Return every line of the data exactly as it appears.
*** Opening of Records for processing ***
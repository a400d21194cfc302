//! Driver model
//!
//! A driver carries a cumulative shift-hours counter. Within a run the
//! counter only grows; the stored value changes once, at the end of a run.

use serde::{Deserialize, Serialize};

/// A fleet driver
///
/// # Example
/// ```
/// use delivery_simulator_core_rs::Driver;
///
/// let driver = Driver::new("D1", "Asha", 6.5).with_past_week_hours(vec![8.0, 7.5]);
/// assert_eq!(driver.current_shift_hours(), 6.5);
/// assert_eq!(driver.past_week_hours().len(), 2);
/// ```
#[derive(Debug, Clone, PartialEq, Serialize, Deserialize)]
pub struct Driver {
    /// Record identifier used for write-back
    id: String,

    /// Display name
    name: String,

    /// Cumulative shift hours (never negative)
    current_shift_hours: f64,

    /// Hours worked on each of the past days; informational only
    past_week_hours: Vec<f64>,
}

impl Driver {
    pub fn new(id: impl Into<String>, name: impl Into<String>, current_shift_hours: f64) -> Self {
        Self {
            id: id.into(),
            name: name.into(),
            current_shift_hours,
            past_week_hours: Vec::new(),
        }
    }

    pub fn with_past_week_hours(mut self, hours: Vec<f64>) -> Self {
        self.past_week_hours = hours;
        self
    }

    pub fn id(&self) -> &str {
        &self.id
    }

    pub fn name(&self) -> &str {
        &self.name
    }

    pub fn current_shift_hours(&self) -> f64 {
        self.current_shift_hours
    }

    pub fn past_week_hours(&self) -> &[f64] {
        &self.past_week_hours
    }
}
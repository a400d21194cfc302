//! Order allocation
//!
//! Places orders on drivers with a rotating cursor and a per-driver hour
//! cap. The policy is greedy and single-pass: for each order, probe up to
//! `D` drivers starting at the cursor, advancing the cursor after every
//! probe, and take the first driver whose running hours are strictly below
//! the cap. When a full sweep finds nobody, allocation stops and that order
//! and every later one stay unassigned.
//!
//! The cursor and running hours live in an explicit [`AllocationState`]
//! that is threaded through [`allocate`] and handed back afterwards, so a
//! batch can be allocated, inspected and continued without hidden state.
//!
//! # Example
//!
//! ```rust
//! use chrono::Utc;
//! use delivery_simulator_core_rs::allocation::{allocate, AllocationState};
//! use delivery_simulator_core_rs::Order;
//!
//! let now = Utc::now();
//! let orders = vec![
//!     Order::new("O1", 500.0, "R1", now),
//!     Order::new("O2", 500.0, "R1", now),
//! ];
//!
//! // Three idle drivers, each order takes 30 minutes
//! let state = AllocationState::new(vec![0.0, 0.0, 0.0]);
//! let (outcome, state) = allocate(state, &orders, 8.0, |_, _| Some(30.0));
//!
//! let drivers: Vec<usize> = outcome.assignments.iter().map(|a| a.driver).collect();
//! assert_eq!(drivers, vec![0, 1]);
//! assert_eq!(state.hours(), &[0.5, 0.5, 0.0]);
//! assert!(outcome.unassigned.is_empty());
//! ```

use crate::models::Order;

/// Cursor position and running hours of the drivers in play
#[derive(Debug, Clone, PartialEq)]
pub struct AllocationState {
    /// Next driver index to probe
    cursor: usize,

    /// Running cumulative hours per driver, indexed like the roster
    hours: Vec<f64>,
}

impl AllocationState {
    /// Start a run with the drivers' current cumulative hours
    pub fn new(starting_hours: Vec<f64>) -> Self {
        Self {
            cursor: 0,
            hours: starting_hours,
        }
    }

    /// Resume from a known cursor position
    pub fn with_cursor(mut self, cursor: usize) -> Self {
        self.cursor = if self.hours.is_empty() {
            0
        } else {
            cursor % self.hours.len()
        };
        self
    }

    pub fn cursor(&self) -> usize {
        self.cursor
    }

    pub fn hours(&self) -> &[f64] {
        &self.hours
    }

    pub fn driver_count(&self) -> usize {
        self.hours.len()
    }

    pub fn into_hours(self) -> Vec<f64> {
        self.hours
    }

    /// Probe up to `D` drivers from the cursor for one under `max_hours`.
    ///
    /// The cursor advances after every probe, whether or not it succeeds.
    fn next_driver(&mut self, max_hours: f64) -> Option<usize> {
        let count = self.hours.len();
        for _ in 0..count {
            let candidate = self.cursor;
            self.cursor = (self.cursor + 1) % count;
            if self.hours[candidate] < max_hours {
                return Some(candidate);
            }
        }
        None
    }

    /// Add delivery minutes to a driver's running hours
    fn record_minutes(&mut self, driver: usize, minutes: f64) {
        self.hours[driver] += minutes / 60.0;
    }
}

/// An order placed on a driver
#[derive(Debug, Clone, PartialEq)]
pub struct Assignment {
    /// Position of the order in the batch
    pub sequence: usize,

    pub order_id: String,

    /// Index of the driver in the roster
    pub driver: usize,

    /// Driver's running hours just before this order
    pub hours_before: f64,
}

/// Result of allocating one batch
#[derive(Debug, Clone, Default, PartialEq)]
pub struct AllocationOutcome {
    /// Placements in order of the batch
    pub assignments: Vec<Assignment>,

    /// Identifiers of the orders left unassigned, in batch order
    pub unassigned: Vec<String>,
}

impl AllocationOutcome {
    /// True when allocation stopped before the end of the batch
    pub fn exhausted(&self) -> bool {
        !self.unassigned.is_empty()
    }
}

/// Allocate a batch of orders, in order.
///
/// `work` is called once per placement with the order and its assignment
/// and returns the minutes the delivery takes, which are added to the
/// driver's running hours before the next order is considered. Returning
/// `None` places the order without adding any hours.
///
/// Returns the outcome together with the updated state.
pub fn allocate<F>(
    mut state: AllocationState,
    orders: &[Order],
    max_hours: f64,
    mut work: F,
) -> (AllocationOutcome, AllocationState)
where
    F: FnMut(&Order, &Assignment) -> Option<f64>,
{
    let mut outcome = AllocationOutcome::default();

    for (sequence, order) in orders.iter().enumerate() {
        let Some(driver) = state.next_driver(max_hours) else {
            outcome.unassigned = orders[sequence..]
                .iter()
                .map(|o| o.id().to_string())
                .collect();
            break;
        };

        let assignment = Assignment {
            sequence,
            order_id: order.id().to_string(),
            driver,
            hours_before: state.hours[driver],
        };

        if let Some(minutes) = work(order, &assignment) {
            state.record_minutes(driver, minutes);
        }
        outcome.assignments.push(assignment);
    }

    (outcome, state)
}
*** Close of Records for processing ***
Answer section:
repository a400d21194cfc302
//! Driver model
//!
//! A driver carries a cumulative shift-hours counter. Within a run the
//! counter only grows; the stored value changes once, at the end of a run.

use serde::{Deserialize, Serialize};

/// A fleet driver
///
/// # Example
/// ```
/// use delivery_simulator_core_rs::Driver;
///
/// let driver = Driver::new("D1", "Asha", 6.5).with_past_week_hours(vec![8.0, 7.5]);
/// assert_eq!(driver.current_shift_hours(), 6.5);
/// assert_eq!(driver.past_week_hours().len(), 2);
/// ```
#[derive(Debug, Clone, PartialEq, Serialize, Deserialize)]
pub struct Driver {
    /// Record identifier used for write-back
    id: String,

    /// Display name
    name: String,

    /// Cumulative shift hours (never negative)
    current_shift_hours: f64,

    /// Hours worked on each of the past days; informational only
    past_week_hours: Vec<f64>,
}

impl Driver {
    pub fn new(id: impl Into<String>, name: impl Into<String>, current_shift_hours: f64) -> Self {
        Self {
            id: id.into(),
            name: name.into(),
            current_shift_hours,
            past_week_hours: Vec::new(),
        }
    }

    pub fn with_past_week_hours(mut self, hours: Vec<f64>) -> Self {
        self.past_week_hours = hours;
        self
    }

    pub fn id(&self) -> &str {
        &self.id
    }

    pub fn name(&self) -> &str {
        &self.name
    }

    pub fn current_shift_hours(&self) -> f64 {
        self.current_shift_hours
    }

    pub fn past_week_hours(&self) -> &[f64] {
        &self.past_week_hours
    }
}
repository a400d21194cfc302
//! Order allocation
//!
//! Places orders on drivers with a rotating cursor and a per-driver hour
//! cap. The policy is greedy and single-pass: for each order, probe up to
//! `D` drivers starting at the cursor, advancing the cursor after every
//! probe, and take the first driver whose running hours are strictly below
//! the cap. When a full sweep finds nobody, allocation stops and that order
//! and every later one stay unassigned.
//!
//! The cursor and running hours live in an explicit [`AllocationState`]
//! that is threaded through [`allocate`] and handed back afterwards, so a
//! batch can be allocated, inspected and continued without hidden state.
//!
//! # Example
//!
//! ```rust
//! use chrono::Utc;
//! use delivery_simulator_core_rs::allocation::{allocate, AllocationState};
//! use delivery_simulator_core_rs::Order;
//!
//! let now = Utc::now();
//! let orders = vec![
//!     Order::new("O1", 500.0, "R1", now),
//!     Order::new("O2", 500.0, "R1", now),
//! ];
//!
//! // Three idle drivers, each order takes 30 minutes
//! let state = AllocationState::new(vec![0.0, 0.0, 0.0]);
//! let (outcome, state) = allocate(state, &orders, 8.0, |_, _| Some(30.0));
//!
//! let drivers: Vec<usize> = outcome.assignments.iter().map(|a| a.driver).collect();
//! assert_eq!(drivers, vec![0, 1]);
//! assert_eq!(state.hours(), &[0.5, 0.5, 0.0]);
//! assert!(outcome.unassigned.is_empty());
//! ```

use crate::models::Order;

/// Cursor position and running hours of the drivers in play
#[derive(Debug, Clone, PartialEq)]
pub struct AllocationState {
    /// Next driver index to probe
    cursor: usize,

    /// Running cumulative hours per driver, indexed like the roster
    hours: Vec<f64>,
}

impl AllocationState {
    /// Start a run with the drivers' current cumulative hours
    pub fn new(starting_hours: Vec<f64>) -> Self {
        Self {
            cursor: 0,
            hours: starting_hours,
        }
    }

    /// Resume from a known cursor position
    pub fn with_cursor(mut self, cursor: usize) -> Self {
        self.cursor = if self.hours.is_empty() {
            0
        } else {
            cursor % self.hours.len()
        };
        self
    }

    pub fn cursor(&self) -> usize {
        self.cursor
    }

    pub fn hours(&self) -> &[f64] {
        &self.hours
    }

    pub fn driver_count(&self) -> usize {
        self.hours.len()
    }

    pub fn into_hours(self) -> Vec<f64> {
        self.hours
    }

    /// Probe up to `D` drivers from the cursor for one under `max_hours`.
    ///
    /// The cursor advances after every probe, whether or not it succeeds.
    fn next_driver(&mut self, max_hours: f64) -> Option<usize> {
        let count = self.hours.len();
        for _ in 0..count {
            let candidate = self.cursor;
            self.cursor = (self.cursor + 1) % count;
            if self.hours[candidate] < max_hours {
                return Some(candidate);
            }
        }
        None
    }

    /// Add delivery minutes to a driver's running hours
    fn record_minutes(&mut self, driver: usize, minutes: f64) {
        self.hours[driver] += minutes / 60.0;
    }
}

/// An order placed on a driver
#[derive(Debug, Clone, PartialEq)]
pub struct Assignment {
    /// Position of the order in the batch
    pub sequence: usize,

    pub order_id: String,

    /// Index of the driver in the roster
    pub driver: usize,

    /// Driver's running hours just before this order
    pub hours_before: f64,
}

/// Result of allocating one batch
#[derive(Debug, Clone, Default, PartialEq)]
pub struct AllocationOutcome {
    /// Placements in order of the batch
    pub assignments: Vec<Assignment>,

    /// Identifiers of the orders left unassigned, in batch order
    pub unassigned: Vec<String>,
}

impl AllocationOutcome {
    /// True when allocation stopped before the end of the batch
    pub fn exhausted(&self) -> bool {
        !self.unassigned.is_empty()
    }
}

/// Allocate a batch of orders, in order.
///
/// `work` is called once per placement with the order and its assignment
/// and returns the minutes the delivery takes, which are added to the
/// driver's running hours before the next order is considered. Returning
/// `None` places the order without adding any hours.
///
/// Returns the outcome together with the updated state.
pub fn allocate<F>(
    mut state: AllocationState,
    orders: &[Order],
    max_hours: f64,
    mut work: F,
) -> (AllocationOutcome, AllocationState)
where
    F: FnMut(&Order, &Assignment) -> Option<f64>,
{
    let mut outcome = AllocationOutcome::default();

    for (sequence, order) in orders.iter().enumerate() {
        let Some(driver) = state.next_driver(max_hours) else {
            outcome.unassigned = orders[sequence..]
                .iter()
                .map(|o| o.id().to_string())
                .collect();
            break;
        };

        let assignment = Assignment {
            sequence,
            order_id: order.id().to_string(),
            driver,
            hours_before: state.hours[driver],
        };

        if let Some(minutes) = work(order, &assignment) {
            state.record_minutes(driver, minutes);
        }
        outcome.assignments.push(assignment);
    }

    (outcome, state)
}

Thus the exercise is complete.